Target selection is the process a lab or individual uses to identify proteins for structure determination studies.
Different laboratories have different reasons for choosing targets for structure determination. Some labs may be trying to solve the structure of individual proteins, while others may wish to target particular protein families. Many structural genomics laboratories have much more flexibility when it comes to selecting targets and generally this is where 3D-SPECS data will be most applicable. For example, selecting 100 XtalPred class 1 protein regions is statistically likely to result in more structures than selecting 100 XtalPred class 5 protein regions (How much more likely? see section What do XtalPred Crystallisation Classes mean?).
Target selection is something of a chicken-and-egg problem. How can you select the best targets without first selecting the best constructs/truncations? 3D-SPECS solves this problem by calculating an approximate 'best' construct by matching human proteins to PDB templates and uses XtalPred to calculate the likelihood of crystallisation success. By doing this for all human proteins, 3D-SPECS automatically identifies protein candidates with a high predicted crystallisation success. These regions can be optimised by following good construct design principles.
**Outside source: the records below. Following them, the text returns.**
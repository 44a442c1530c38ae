//! Named augmentation recipes.
//!
//! A recipe is an ordered combination of photometric transforms applied to
//! one augmented variant. The composition order is a fixed contract:
//! shadow first, then darkening, then noise, with each recipe applying its
//! own subset. Recipe names are stable because they are encoded into
//! output filenames.

use image::RgbImage;
use rand::Rng;

use super::photometric::{add_noise, adjust_brightness, apply_shadow};

/// Brightness range used inside recipes. Recipes only ever darken (night
/// and dusk conditions); the full brightening range is reserved for
/// standalone `adjust_brightness` calls.
const RECIPE_DARKEN_MIN: f64 = 0.4;
const RECIPE_DARKEN_MAX: f64 = 0.8;

/// A single photometric transform step.
#[derive(Clone, Copy, Debug, PartialEq, Eq)]
pub enum Transform {
    Shadow,
    Darken,
    Noise,
}

/// A named, ordered combination of transform steps.
#[derive(Clone, Copy, Debug, PartialEq, Eq, Hash)]
pub enum Recipe {
    ShadowOnly,
    DarkOnly,
    ShadowDark,
    DarkNoise,
    ShadowDarkNoise,
}

impl Recipe {
    pub const ALL: [Recipe; 5] = [
        Recipe::ShadowOnly,
        Recipe::DarkOnly,
        Recipe::ShadowDark,
        Recipe::DarkNoise,
        Recipe::ShadowDarkNoise,
    ];

    /// Stable name, used as the filename suffix of generated variants.
    pub fn name(self) -> &'static str {
        match self {
            Recipe::ShadowOnly => "shadow_only",
            Recipe::DarkOnly => "dark_only",
            Recipe::ShadowDark => "shadow_dark",
            Recipe::DarkNoise => "dark_noise",
            Recipe::ShadowDarkNoise => "shadow_dark_noise",
        }
    }

    /// The ordered transform steps this recipe applies.
    pub fn steps(self) -> &'static [Transform] {
        use Transform::*;
        match self {
            Recipe::ShadowOnly => &[Shadow],
            Recipe::DarkOnly => &[Darken],
            Recipe::ShadowDark => &[Shadow, Darken],
            Recipe::DarkNoise => &[Darken, Noise],
            Recipe::ShadowDarkNoise => &[Shadow, Darken, Noise],
        }
    }

    /// Draw one of the five recipes uniformly at random.
    pub fn choose<R: Rng>(rng: &mut R) -> Recipe {
        Self::ALL[rng.gen_range(0..Self::ALL.len())]
    }

    /// Apply the recipe's steps in order, producing the variant image.
    pub fn apply<R: Rng>(self, image: &RgbImage, rng: &mut R) -> RgbImage {
        let mut out = image.clone();
        for step in self.steps() {
            out = match step {
                Transform::Shadow => apply_shadow(&out, rng),
                Transform::Darken => {
                    let factor = rng.gen_range(RECIPE_DARKEN_MIN..RECIPE_DARKEN_MAX);
                    adjust_brightness(&out, Some(factor), rng)
                }
                Transform::Noise => add_noise(&out, rng),
            };
        }
        out
    }
}
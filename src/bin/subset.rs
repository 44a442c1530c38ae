//! subset - carve a shuffled train/valid/test subset out of an image pool

use anyhow::Result;
use clap::Parser;
use std::io::IsTerminal;
use std::path::PathBuf;

use parklot::subset::{prepare_subset, SubsetCounts};

#[path = "../ui.rs"]
mod ui;

#[derive(Parser, Debug)]
#[command(author, version, about)]
struct Args {
    /// Directory holding the pooled images.
    #[arg(long)]
    images: PathBuf,
    /// Directory holding the pooled annotation files.
    #[arg(long)]
    labels: PathBuf,
    /// Destination root for the subset.
    #[arg(long)]
    dest: PathBuf,
    /// Images dealt to the train split.
    #[arg(long, default_value_t = 50)]
    train: usize,
    /// Images dealt to the valid split.
    #[arg(long, default_value_t = 10)]
    valid: usize,
    /// Images dealt to the test split.
    #[arg(long, default_value_t = 10)]
    test: usize,
    /// UI mode for stderr progress (auto|plain|pretty)
    #[arg(long, default_value = "auto", value_name = "MODE")]
    ui: String,
}

fn main() -> Result<()> {
    env_logger::Builder::from_env(env_logger::Env::default().default_filter_or("info")).init();
    let args = Args::parse();
    let ui = ui::Ui::new(
        ui::UiMode::from_flag(&args.ui),
        std::io::stderr().is_terminal(),
    );

    let counts = SubsetCounts {
        train: args.train,
        valid: args.valid,
        test: args.test,
    };

    let progress = ui.phase("building subset");
    let reports = prepare_subset(&args.images, &args.labels, &args.dest, counts)?;
    let summary = reports
        .iter()
        .map(|copy| format!("{} {}", copy.split, copy.images))
        .collect::<Vec<_>>()
        .join(", ");
    progress.done(format!("✔ subset at {} ({})", args.dest.display(), summary));
    Ok(())
}
//! Capture configuration.
//!
//! Layered the usual way: compiled defaults, then an optional TOML file
//! named by `PARKLOT_CONFIG`, then individual environment overrides,
//! validated after merging. The dataset tools take their paths from
//! command-line flags instead; only the camera binaries read this.

use anyhow::{anyhow, Context, Result};
use serde::Deserialize;
use std::path::Path;

const DEFAULT_CAMERA_URL: &str = "http://192.168.1.11:4747/video";
const DEFAULT_TARGET_FPS: u32 = 10;

#[derive(Debug, Default, Deserialize)]
struct CaptureConfigFile {
    camera: Option<CameraSection>,
}

#[derive(Debug, Default, Deserialize)]
struct CameraSection {
    url: Option<String>,
    target_fps: Option<u32>,
}

/// Resolved capture configuration.
#[derive(Clone, Debug)]
pub struct CaptureConfig {
    pub camera_url: String,
    pub target_fps: u32,
}

impl CaptureConfig {
    pub fn load() -> Result<Self> {
        let file_cfg = match std::env::var("PARKLOT_CONFIG").ok() {
            Some(path) => read_config_file(Path::new(&path))?,
            None => CaptureConfigFile::default(),
        };
        let mut cfg = Self::from_file(file_cfg);
        cfg.apply_env()?;
        cfg.validate()?;
        Ok(cfg)
    }

    fn from_file(file: CaptureConfigFile) -> Self {
        let camera = file.camera.unwrap_or_default();
        Self {
            camera_url: camera
                .url
                .unwrap_or_else(|| DEFAULT_CAMERA_URL.to_string()),
            target_fps: camera.target_fps.unwrap_or(DEFAULT_TARGET_FPS),
        }
    }

    fn apply_env(&mut self) -> Result<()> {
        if let Ok(url) = std::env::var("PARKLOT_CAMERA_URL") {
            self.camera_url = url;
        }
        if let Ok(fps) = std::env::var("PARKLOT_TARGET_FPS") {
            self.target_fps = fps
                .parse()
                .with_context(|| format!("PARKLOT_TARGET_FPS '{}' is not an integer", fps))?;
        }
        Ok(())
    }

    fn validate(&self) -> Result<()> {
        if self.camera_url.trim().is_empty() {
            return Err(anyhow!("camera url must not be empty"));
        }
        if self.target_fps == 0 {
            return Err(anyhow!("target fps must be nonzero"));
        }
        Ok(())
    }
}

fn read_config_file(path: &Path) -> Result<CaptureConfigFile> {
    let text = std::fs::read_to_string(path)
        .with_context(|| format!("read config file {}", path.display()))?;
    toml::from_str(&text).with_context(|| format!("parse config file {}", path.display()))
}
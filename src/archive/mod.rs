//! Archive codec seam
//!
//! The backup core never touches the compression format directly. It asks an
//! [`ArchiveBuilder`] to turn a directory tree into a single compressed file
//! and to walk such a file entry by entry.

use chrono::{DateTime, Utc};
use std::fs::File;
use std::io::Read;
use std::ops::ControlFlow;
use std::path::Path;
use thiserror::Error;
use tokio_util::sync::CancellationToken;

pub mod ignore;
pub mod targz;

pub use ignore::IgnoreRules;
pub use targz::TarGzArchiver;

/// Errors raised by the archive codec
#[derive(Error, Debug)]
pub enum ArchiveError {
    #[error("archive: invalid ignore pattern {pattern:?}: {source}")]
    Pattern {
        pattern: String,
        #[source]
        source: globset::Error,
    },

    #[error("archive: {context}: {source}")]
    Io {
        context: String,
        #[source]
        source: std::io::Error,
    },

    #[error("archive: base path {0} is not a directory")]
    NotADirectory(String),

    #[error("archive: entry {0:?} escapes the archive root")]
    UnsafeEntry(String),

    #[error("archive: creation cancelled")]
    Cancelled,

    /// The visitor passed to [`ArchiveBuilder::walk`] failed
    #[error("archive: entry visitor failed: {0}")]
    Visitor(#[source] anyhow::Error),
}

impl ArchiveError {
    pub(crate) fn io(context: impl Into<String>, source: std::io::Error) -> Self {
        ArchiveError::Io {
            context: context.into(),
            source,
        }
    }
}

/// Kind of an archive entry
#[derive(Debug, Clone, Copy, PartialEq, Eq)]
pub enum EntryKind {
    File,
    Directory,
    Symlink,
    Other,
}

/// One entry yielded while walking an archive.
///
/// The reader borrows the underlying archive stream and is only valid for the
/// duration of the visitor call that received it.
pub struct ArchiveEntry<'a> {
    pub name: String,
    pub kind: EntryKind,
    pub reader: &'a mut dyn Read,
    pub mode: u32,
    pub modified: DateTime<Utc>,
    pub accessed: DateTime<Utc>,
}

impl ArchiveEntry<'_> {
    pub fn is_dir(&self) -> bool {
        self.kind == EntryKind::Directory
    }
}

/// Visitor invoked for each archive entry. Returning `Break` ends the walk
/// without an error.
pub type EntryVisitor<'v> = dyn FnMut(ArchiveEntry<'_>) -> anyhow::Result<ControlFlow<()>> + 'v;

/// Compression codec used to build and read backup archives
pub trait ArchiveBuilder: Send + Sync {
    /// Archive everything under `base_path` not matched by `ignore` into
    /// `destination`. Implementations check `cancel` between entries.
    fn create(
        &self,
        base_path: &Path,
        ignore: &str,
        destination: &Path,
        cancel: &CancellationToken,
    ) -> Result<(), ArchiveError>;

    /// Walk an archive stream, calling `visitor` for every entry in order.
    fn walk(
        &self,
        source: &mut dyn Read,
        visitor: &mut EntryVisitor<'_>,
    ) -> Result<(), ArchiveError>;

    /// Walk the archive stored at `path`.
    fn walk_path(&self, path: &Path, visitor: &mut EntryVisitor<'_>) -> Result<(), ArchiveError> {
        let mut file = File::open(path)
            .map_err(|e| ArchiveError::io(format!("failed to open {}", path.display()), e))?;
        self.walk(&mut file, visitor)
    }
}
Whether you are trying to solve the structure of one protein or a hundred proteins, the prediction data in 3D-SPECS can be useful for designing constructs that maximise the chance of crystallisation success.
It is important to avoid cutting off any critical secondary structures that a responsible for protein stability or for important protein-protein interactions (e.g. in multimer formation). The tricky part of construct design is knowing what are 'critical' residues and which are not. Generally, the best guide for where to start/stop a protein truncation is to identify a protein in the Protein Data Bank (PDB) that has then same folding arrangement of secondary structures. Then to begin/end the construct near to the start/stop of the PDB template after accurately aligning the two proteins.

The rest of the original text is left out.